WHAT TO DO:
Please state how many lines of the data below contain the word "parse", offering nothing besides the number.

EXTRACTED DATA:
=== Begin Enclosure ===
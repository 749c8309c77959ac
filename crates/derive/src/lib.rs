//! The consensus-critical half of the derivation core (spec §4.C, §4.D):
//! the Ethscription Extractor and the Attributes Transaction Builder.
//!
//! Both are pure functions of their inputs -- no I/O, no clock, no
//! randomness (spec P1) -- so they live in one crate with no dependency on
//! the engine client or any RPC transport.

pub mod attributes;
pub use attributes::{decode_calldata, encode_calldata, ATTRIBUTES_CALLDATA_LEN};

pub mod errors;
pub use errors::AttributesCalldataError;

pub mod extractor;
pub use extractor::{extract, EsipConfig};
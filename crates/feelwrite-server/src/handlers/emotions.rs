//! Emotion taxonomy handlers

use std::sync::Arc;

use axum::{
    extract::{Query, State},
    Json,
};
use serde::Deserialize;

use crate::{AppError, AppState};
use feelwrite_core::models::{CategoryInfo, EmotionCategory, SubEmotion};

/// Optional category filter
#[derive(Debug, Deserialize)]
pub struct CategoryQuery {
    pub category: Option<String>,
}

impl CategoryQuery {
    pub(crate) fn parse(&self) -> Result<Option<EmotionCategory>, AppError> {
        self.category
            .as_deref()
            .filter(|c| !c.trim().is_empty())
            .map(|c| c.parse().map_err(|e: String| AppError::bad_request(&e)))
            .transpose()
    }
}

/// GET /api/emotions/categories - All emotion categories
pub async fn list_categories(
    State(state): State<Arc<AppState>>,
) -> Result<Json<Vec<CategoryInfo>>, AppError> {
    Ok(Json(state.db.list_categories()?))
}

/// GET /api/emotions/sub-emotions - Sub-emotions, optionally for one category
pub async fn list_sub_emotions(
    State(state): State<Arc<AppState>>,
    Query(params): Query<CategoryQuery>,
) -> Result<Json<Vec<SubEmotion>>, AppError> {
    let category = params.parse()?;
    Ok(Json(state.db.list_sub_emotions(category)?))
}
//! Server API tests

use super::*;
use axum::{
    body::Body,
    http::{Request, StatusCode},
};
use feelwrite_core::ai::MockBackend;
use feelwrite_core::db::Database;
use feelwrite_core::test_utils::MockCompletionServer;
use http_body_util::BodyExt;
use tower::ServiceExt;

fn open_config() -> ServerConfig {
    ServerConfig {
        require_auth: false,
        allowed_origins: vec![],
        ..Default::default()
    }
}

fn setup_test_app() -> Router {
    setup_test_app_with_ai(Some(AIClient::mock()))
}

fn setup_test_app_with_ai(ai: Option<AIClient>) -> Router {
    let db = Database::in_memory().unwrap();
    create_router_with_options(db, None, open_config(), AppConfig::default(), ai)
}

async fn get_body_json(response: axum::response::Response) -> serde_json::Value {
    let body = response.into_body();
    let bytes = body.collect().await.unwrap().to_bytes();
    serde_json::from_slice(&bytes).unwrap()
}

fn get(uri: &str) -> Request<Body> {
    Request::builder().uri(uri).body(Body::empty()).unwrap()
}

fn json_request(method: &str, uri: &str, body: serde_json::Value) -> Request<Body> {
    Request::builder()
        .method(method)
        .uri(uri)
        .header("content-type", "application/json")
        .body(Body::from(serde_json::to_string(&body).unwrap()))
        .unwrap()
}

async fn create_entry(app: &Router, user_id: &str, category: &str, sub_emotion: &str, text: &str) -> serde_json::Value {
    let response = app
        .clone()
        .oneshot(json_request(
            "POST",
            "/api/journal",
            serde_json::json!({
                "userId": user_id,
                "category": category,
                "subEmotion": sub_emotion,
                "text": text
            }),
        ))
        .await
        .unwrap();
    assert_eq!(response.status(), StatusCode::OK);
    get_body_json(response).await
}

// ========== Health ==========

#[tokio::test]
async fn test_health() {
    let app = setup_test_app();

    let response = app.oneshot(get("/api/health")).await.unwrap();
    assert_eq!(response.status(), StatusCode::OK);

    let json = get_body_json(response).await;
    assert_eq!(json["status"], "ok");
    assert_eq!(json["ai"]["model"], "mock");
}

#[tokio::test]
async fn test_health_without_ai() {
    let app = setup_test_app_with_ai(None);

    let response = app.oneshot(get("/api/health")).await.unwrap();
    let json = get_body_json(response).await;
    assert!(json["ai"].is_null());
}

#[tokio::test]
async fn test_security_headers() {
    let app = setup_test_app();

    let response = app.oneshot(get("/api/health")).await.unwrap();
    let headers = response.headers();
    assert_eq!(headers.get("x-content-type-options").unwrap(), "nosniff");
    assert_eq!(headers.get("x-frame-options").unwrap(), "DENY");
    assert!(headers.get("content-security-policy").is_some());
}

#[tokio::test]
async fn test_create_router_from_env() {
    let db = Database::in_memory().unwrap();
    let app = create_router(db, None, open_config());

    let response = app.oneshot(get("/api/emotions/categories")).await.unwrap();
    assert_eq!(response.status(), StatusCode::OK);
}

// ========== Journal ==========

#[tokio::test]
async fn test_create_and_get_entry() {
    let app = setup_test_app();

    let created = create_entry(&app, "u1", "happy", "joyful", "Sunny walk with a friend").await;
    assert_eq!(created["category"], "happy");
    // Stored under the canonical taxonomy name
    assert_eq!(created["subEmotion"], "Joyful");
    assert_eq!(created["reflections"].as_array().unwrap().len(), 0);

    let id = created["id"].as_str().unwrap();
    let response = app
        .clone()
        .oneshot(get(&format!("/api/journal/{}", id)))
        .await
        .unwrap();
    assert_eq!(response.status(), StatusCode::OK);

    let json = get_body_json(response).await;
    assert_eq!(json["text"], "Sunny walk with a friend");
    assert_eq!(json["userId"], "u1");
}

#[tokio::test]
async fn test_get_missing_entry_is_404() {
    let app = setup_test_app();

    let response = app.oneshot(get("/api/journal/does-not-exist")).await.unwrap();
    assert_eq!(response.status(), StatusCode::NOT_FOUND);

    let json = get_body_json(response).await;
    assert!(json["error"].as_str().unwrap().starts_with("Not found"));
}

#[tokio::test]
async fn test_create_entry_unknown_category() {
    let app = setup_test_app();

    let response = app
        .oneshot(json_request(
            "POST",
            "/api/journal",
            serde_json::json!({
                "userId": "u1",
                "category": "bored",
                "subEmotion": "Joyful",
                "text": "hmm"
            }),
        ))
        .await
        .unwrap();
    assert_eq!(response.status(), StatusCode::BAD_REQUEST);
}

#[tokio::test]
async fn test_create_entry_sub_emotion_from_other_category() {
    let app = setup_test_app();

    let response = app
        .oneshot(json_request(
            "POST",
            "/api/journal",
            serde_json::json!({
                "userId": "u1",
                "category": "happy",
                "subEmotion": "Lonely",
                "text": "mixed"
            }),
        ))
        .await
        .unwrap();
    assert_eq!(response.status(), StatusCode::BAD_REQUEST);
}

#[tokio::test]
async fn test_create_entry_malformed_json() {
    let app = setup_test_app();

    let response = app
        .oneshot(
            Request::builder()
                .method("POST")
                .uri("/api/journal")
                .header("content-type", "application/json")
                .body(Body::from("{not json"))
                .unwrap(),
        )
        .await
        .unwrap();
    assert_eq!(response.status(), StatusCode::BAD_REQUEST);
}

#[tokio::test]
async fn test_list_entries_paging() {
    let app = setup_test_app();

    for i in 0..3 {
        create_entry(&app, "u1", "calm", "Peaceful", &format!("entry {}", i)).await;
    }
    create_entry(&app, "u2", "sad", "Lonely", "someone else").await;

    let response = app.clone().oneshot(get("/api/journal")).await.unwrap();
    let json = get_body_json(response).await;
    assert_eq!(json.as_array().unwrap().len(), 4);

    let response = app
        .clone()
        .oneshot(get("/api/journal?skip=1&limit=2"))
        .await
        .unwrap();
    let json = get_body_json(response).await;
    assert_eq!(json.as_array().unwrap().len(), 2);

    let response = app
        .clone()
        .oneshot(get("/api/journal/user/u1"))
        .await
        .unwrap();
    let json = get_body_json(response).await;
    let entries = json.as_array().unwrap();
    assert_eq!(entries.len(), 3);
    assert!(entries.iter().all(|e| e["userId"] == "u1"));
}

#[tokio::test]
async fn test_append_reflection() {
    let app = setup_test_app();

    let created = create_entry(&app, "u1", "anxious", "Worried", "Big exam tomorrow").await;
    let id = created["id"].as_str().unwrap().to_string();

    for (prompt, reply) in [("What worries you?", "Failing"), ("What helps?", "Studying early")] {
        let response = app
            .clone()
            .oneshot(json_request(
                "PATCH",
                &format!("/api/journal/{}", id),
                serde_json::json!({ "prompt": prompt, "response": reply }),
            ))
            .await
            .unwrap();
        assert_eq!(response.status(), StatusCode::OK);
    }

    let response = app
        .clone()
        .oneshot(get(&format!("/api/journal/{}", id)))
        .await
        .unwrap();
    let json = get_body_json(response).await;
    let reflections = json["reflections"].as_array().unwrap();
    assert_eq!(reflections.len(), 2);
    assert_eq!(reflections[0]["prompt"], "What worries you?");
    assert_eq!(reflections[1]["response"], "Studying early");
}
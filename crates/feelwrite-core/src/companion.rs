//! Supportive companion chat
//!
//! A thin layer over the completion backend: fixed persona, short replies.

use tracing::debug;

use crate::ai::{AIBackend, AIClient, ChatMessage, CompletionRequest, Role};
use crate::config::CompanionConfig;
use crate::error::{Error, Result};

/// Persona for the companion chat
pub const COMPANION_PERSONA: &str = "You are Feelora, an empathetic AI companion focused on emotional well-being.

Your purpose is to:
- Help users understand and process their emotions
- Provide a safe, non-judgmental space for reflection
- Offer gentle guidance based on emotional intelligence principles
- Encourage healthy emotional expression and self-awareness

Guidelines:
- Be warm, compassionate, and conversational
- Ask thoughtful questions to deepen understanding
- Validate emotions without judgment
- Keep responses to 1-3 sentences maximum
- Focus on emotional awareness rather than problem-solving
- Never diagnose or provide medical/therapeutic advice
- If users are in crisis, gently suggest professional help

Remember that you're a supportive companion, not a therapist or medical professional.";

/// Build the companion request for a conversation
///
/// Client-supplied system messages are dropped so the persona cannot be
/// replaced. An empty conversation is `InvalidData`.
pub fn companion_request(messages: &[ChatMessage], config: &CompanionConfig) -> Result<CompletionRequest> {
    let turns: Vec<ChatMessage> = messages
        .iter()
        .filter(|m| m.role != Role::System)
        .cloned()
        .collect();

    if turns.is_empty() {
        return Err(Error::InvalidData("Messages array is required".into()));
    }
    if turns.len() != messages.len() {
        debug!(dropped = messages.len() - turns.len(), "Ignoring client system messages");
    }

    Ok(CompletionRequest {
        system: COMPANION_PERSONA.to_string(),
        messages: turns,
        temperature: config.temperature,
        max_tokens: config.max_tokens,
        timeout: Some(config.timeout),
    })
}

/// Ask the companion for its next reply
pub async fn companion_reply(
    ai: &AIClient,
    messages: &[ChatMessage],
    config: &CompanionConfig,
) -> Result<String> {
    let request = companion_request(messages, config)?;
    ai.complete(&request).await
}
=== End Enclosure ===
OUTPUT OF THE EXERCISE:
3